Die 850 Euro sieht Björn nicht als Kapitalanlage, sondern als Invest in eine stabile Zukunft des Vereins. Doch es sei ein schwieriger Spagat für den Verein. Der Profifußball sei "brutal durchkommerzialisiert". St. Pauli schwimme dagegen an. Ob das in der 1. Liga klappen wird?
Björn ist sich da nicht so sicher, aber eigentlich sei das nicht das Entscheidende. Er findet es großartig, dass der Verein ein Zeichen setzt. Für Mitsprache, für gelebte Demokratie und für Solidarität in einer großen Gemeinschaft. Bei dieser Genossenschaft, so sagt er, gehe es einfach um viel mehr als nur den Fußball.
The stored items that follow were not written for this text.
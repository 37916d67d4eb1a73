//! Garbled-text detection for tag values that went through a wrong decode.
//!
//! Titles mis-decoded between legacy encodings end up dominated by Latin-1
//! supplement symbols or the replacement character. The classifier checks the
//! value against the writing systems this tool actually encounters (Latin,
//! Hangul, Han, Hiragana, Katakana) and flags everything else.

use std::path::Path;

use log::info;

use crate::field_normalizer::UNKNOWN_PLACEHOLDER;

const MIN_VALID_RATIO: f32 = 0.5;
const MAX_ANOMALY_RATIO: f32 = 0.3;
const MAX_SYMBOL_RESIDUE_RATIO: f32 = 0.2;
const LOG_PREVIEW_CHARS: usize = 24;

fn is_hangul(ch: char) -> bool {
    matches!(
        ch,
        '\u{AC00}'..='\u{D7A3}'
            | '\u{1100}'..='\u{11FF}'
            | '\u{3130}'..='\u{318F}'
            | '\u{A960}'..='\u{A97F}'
            | '\u{D7B0}'..='\u{D7FF}'
    )
}

fn is_latin(ch: char) -> bool {
    if ch.is_ascii_alphabetic() {
        return true;
    }
    // The Latin-1 multiplication/division signs sit inside the letter block.
    if ch == '\u{00D7}' || ch == '\u{00F7}' {
        return false;
    }
    matches!(
        ch,
        '\u{00C0}'..='\u{00FF}' | '\u{0100}'..='\u{024F}' | '\u{1E00}'..='\u{1EFF}'
    )
}

fn is_han(ch: char) -> bool {
    matches!(
        ch,
        '\u{4E00}'..='\u{9FFF}' | '\u{3400}'..='\u{4DBF}' | '\u{F900}'..='\u{FAFF}'
    )
}

fn is_hiragana(ch: char) -> bool {
    matches!(ch, '\u{3041}'..='\u{309F}')
}

fn is_katakana(ch: char) -> bool {
    matches!(
        ch,
        '\u{30A0}'..='\u{30FF}' | '\u{31F0}'..='\u{31FF}' | '\u{FF66}'..='\u{FF9D}'
    )
}

pub(crate) fn is_expected_script(ch: char) -> bool {
    is_hangul(ch) || is_latin(ch) || is_han(ch) || is_hiragana(ch) || is_katakana(ch)
}

fn is_common_punct(ch: char) -> bool {
    matches!(
        ch,
        '(' | ')' | '[' | ']' | '.' | '&' | '!' | '?' | '-' | '_' | ',' | '\'' | '"'
    )
}

fn counts_as_valid(ch: char) -> bool {
    is_expected_script(ch) || ch.is_ascii_digit() || ch.is_whitespace() || is_common_punct(ch)
}

/// Anomalies are everything outside the CJK/Hangul scripts and 7-bit ASCII.
/// Latin letters beyond ASCII count: mojibake lands overwhelmingly in the
/// Latin-1 supplement.
fn counts_as_anomaly(ch: char) -> bool {
    !(ch.is_ascii() || is_hangul(ch) || is_han(ch) || is_hiragana(ch) || is_katakana(ch))
}

fn has_consecutive_non_ascii(text: &str, run_length: usize) -> bool {
    let mut run = 0usize;
    for ch in text.chars() {
        if ch.is_ascii() {
            run = 0;
        } else {
            run += 1;
            if run >= run_length {
                return true;
            }
        }
    }
    false
}

/// Returns true when `text` looks like the product of a wrong decode rather
/// than a real title. Empty and placeholder values count as corrupted so
/// callers fall through to their filename-based fallback.
pub fn is_corrupted(text: &str) -> bool {
    let trimmed = text.trim();
    if trimmed.is_empty() || trimmed == UNKNOWN_PLACEHOLDER {
        return true;
    }
    if trimmed.contains('\u{FFFD}') {
        return true;
    }

    let total = trimmed.chars().count() as f32;

    let valid = trimmed.chars().filter(|ch| counts_as_valid(*ch)).count() as f32;
    if valid / total < MIN_VALID_RATIO {
        return true;
    }

    let anomalies = trimmed.chars().filter(|ch| counts_as_anomaly(*ch)).count() as f32;
    if anomalies / total > MAX_ANOMALY_RATIO {
        return true;
    }

    let residue: String = trimmed
        .chars()
        .filter(|ch| !(is_expected_script(*ch) || ch.is_whitespace() || ch.is_ascii_digit()))
        .collect();
    let residue_len = residue.chars().count() as f32;
    if residue_len > total * MAX_SYMBOL_RESIDUE_RATIO && has_consecutive_non_ascii(&residue, 2) {
        return true;
    }

    false
}

/// Title to present for a record: the tag title when it is intact, otherwise
/// the file's stem. The substitution is logged so the loss stays observable.
pub fn display_title(tag_title: &str, path: &Path) -> String {
    if !is_corrupted(tag_title) {
        return tag_title.trim().to_string();
    }

    let stem = path
        .file_stem()
        .and_then(|stem| stem.to_str())
        .unwrap_or("")
        .to_string();
    let preview: String = tag_title.chars().take(LOG_PREVIEW_CHARS).collect();
    info!(
        "TextIntegrity: garbled title {:?} replaced with file stem {:?}",
        preview, stem
    );
    stem
}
Und da schließt sich wieder der Kreis zu den Wohnungsbaugenossenschaften. Auch bei ihnen geht es fast immer um mehr als nur Wohnen. Wohnungsbaunossenschaften schaffen sicheren Wohnraum, der preisstabil vermietet wird. Sie sind eine echte Alternative im spekulationsgetriebenen Baubetrieb. So wie die Genossenschaft St. Pauli eine Alternative im Profifußball ist. Hoffentlich gibt es noch viel mehr Nachahmer, natürlich im Wohnungsbau und gerne auch im Fußball.